1. Il Mito della “Pelle Vegan”: Attenzione alle Parole

Diciamolo chiaramente: la pelle vegana non esiste. Per legge (e per logica), il termine “pelle” o “cuoio” può essere riferito esclusivamente a prodotti di origine animale. Quando senti parlare di “pelle vegana”, ti trovi davanti a un ossimoro. Nella maggior parte dei casi, quello che stai acquistando è plastica.

  • Materiali Sintetici: Spesso si tratta di PU (poliuretano) o PVC (cloruro di polivinile). Sono derivati dal petrolio, difficili da riciclare e tendono a deteriorarsi rapidamente.
  • Derivati Vegetali: Esistono alternative create da scarti di mele, arance, funghi o ananas. Sebbene siano innovativi, spesso vengono miscelati con resine plastiche per garantirne la tenuta.
  • La legge parla chiaro: In Italia, la Legge n. 1112/1966 (e successive integrazioni) tutela l’uso dei termini “pelle” e “cuoio” proprio per garantire trasparenza ed evitare che materiali sintetici vengano spacciati per ciò che non sono.

2. Un’Industria del Recupero: Etica e Sostenibilità

Contrariamente a quanto si pensa, l’industria conciaria non uccide animali per la pelle, a differenza delle pellicce. Le concerie agiscono come grandi riciclatori dell’industria alimentare.

Se non venissero conciate, le pelli di bovini e ovini (scarti della macellazione per il consumo di carne) dovrebbero essere smaltite come rifiuti speciali con costi ambientali ed economici altissimi. Poiché il consumo di carne nel mondo è quintuplicato dagli anni ’60 ad oggi (raggiungendo 330 milioni di tonnellate nel 2017, dati BBC), il ruolo della conceria è fondamentale per un’economia circolare reale.

Ecopelle vs Similpelle: Non sono la stessa cosa!

Spesso usati come sinonimi per errore, indicano realtà opposte:

  • Similpelle: Materiale sintetico (plastica) che imita l’aspetto della pelle.
  • Ecopelle: È vera pelle animale, ma prodotta seguendo la norma UNI 11427:2011 che certifica un ridotto impatto ambientale durante il processo produttivo.

Purtroppo molto spesso i rivenditori chiamano “ecopelle” anche la “similpelle”, perché il prefisso “eco” è più efficace a livello di marketing, proprio per la confusionale crea al consumatore meno esperto o disattento.

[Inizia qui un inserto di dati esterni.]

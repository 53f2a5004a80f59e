//! Error types for the state layer.

use thiserror::Error;

/// Errors raised while decoding or converting state-layer data.
#[derive(Debug, Error)]
pub enum StateError {
    /// A message arrived with a kind or payload that can't be decoded.
    #[error("malformed message '{kind}': {message}")]
    MalformedMessage { kind: String, message: String },

    /// A value could not be decoded into the requested shape.
    #[error("decode error: {message}")]
    Decode { message: String },

    /// A value could not be encoded.
    #[error("encode error: {message}")]
    Encode { message: String },
}

impl StateError {
    pub fn malformed(kind: impl Into<String>, message: impl Into<String>) -> Self {
        StateError::MalformedMessage {
            kind: kind.into(),
            message: message.into(),
        }
    }

    pub fn decode(message: impl Into<String>) -> Self {
        StateError::Decode {
            message: message.into(),
        }
    }

    pub fn encode(message: impl Into<String>) -> Self {
        StateError::Encode {
            message: message.into(),
        }
    }
}

/// Result type alias for state-layer operations.
pub type Result<T> = std::result::Result<T, StateError>;
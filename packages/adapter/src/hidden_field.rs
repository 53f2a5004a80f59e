//! The whole tree travels with the client, signed.

use reducible_state::{AdapterError, Envelope, RequestContext, StateAdapter, STATE_PARAM};

use crate::verifier::Verifier;

/// Stores the envelope in the token itself.
///
/// Stateless on the server side. The token grows with the tree.
#[derive(Clone, Debug)]
pub struct HiddenFieldAdapter {
    verifier: Verifier,
}

impl HiddenFieldAdapter {
    pub fn new(verifier: Verifier) -> Self {
        Self { verifier }
    }

    pub fn with_secret(secret: impl AsRef<[u8]>) -> Result<Self, AdapterError> {
        Ok(Self::new(Verifier::new(secret)?))
    }

    /// Decode a token without a request around it.
    pub fn load_token(&self, token: &str) -> Result<Envelope, AdapterError> {
        self.verifier.verify(token)
    }
}

impl StateAdapter for HiddenFieldAdapter {
    fn dump(&self, envelope: &Envelope, _request: &mut RequestContext) -> Result<String, AdapterError> {
        let token = self.verifier.generate(envelope)?;
        tracing::debug!(path = %envelope.path, bytes = token.len(), "dumped state into token");
        Ok(token)
    }

    fn load(&self, request: &RequestContext) -> Result<Envelope, AdapterError> {
        self.load_token(request.require_param(STATE_PARAM)?)
    }
}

3. Il Cuore della Tradizione: La Concia al Vegetale

In precedenza abbiamo già parlato della storia della concia ( trovate l’articolo qui: https://www.pellamiesposito.it/blog/lifestyle/__viaggionellastoria/ ) e della concia in generale, soffermandoci però più su quella al cromo ( trovate l’articolo qui https://www.pellamiesposito.it/blog/amici-per-la-pelle/la-concia-della-pelle/ ). Soffermiamoci adesso sulla concia al vegetale.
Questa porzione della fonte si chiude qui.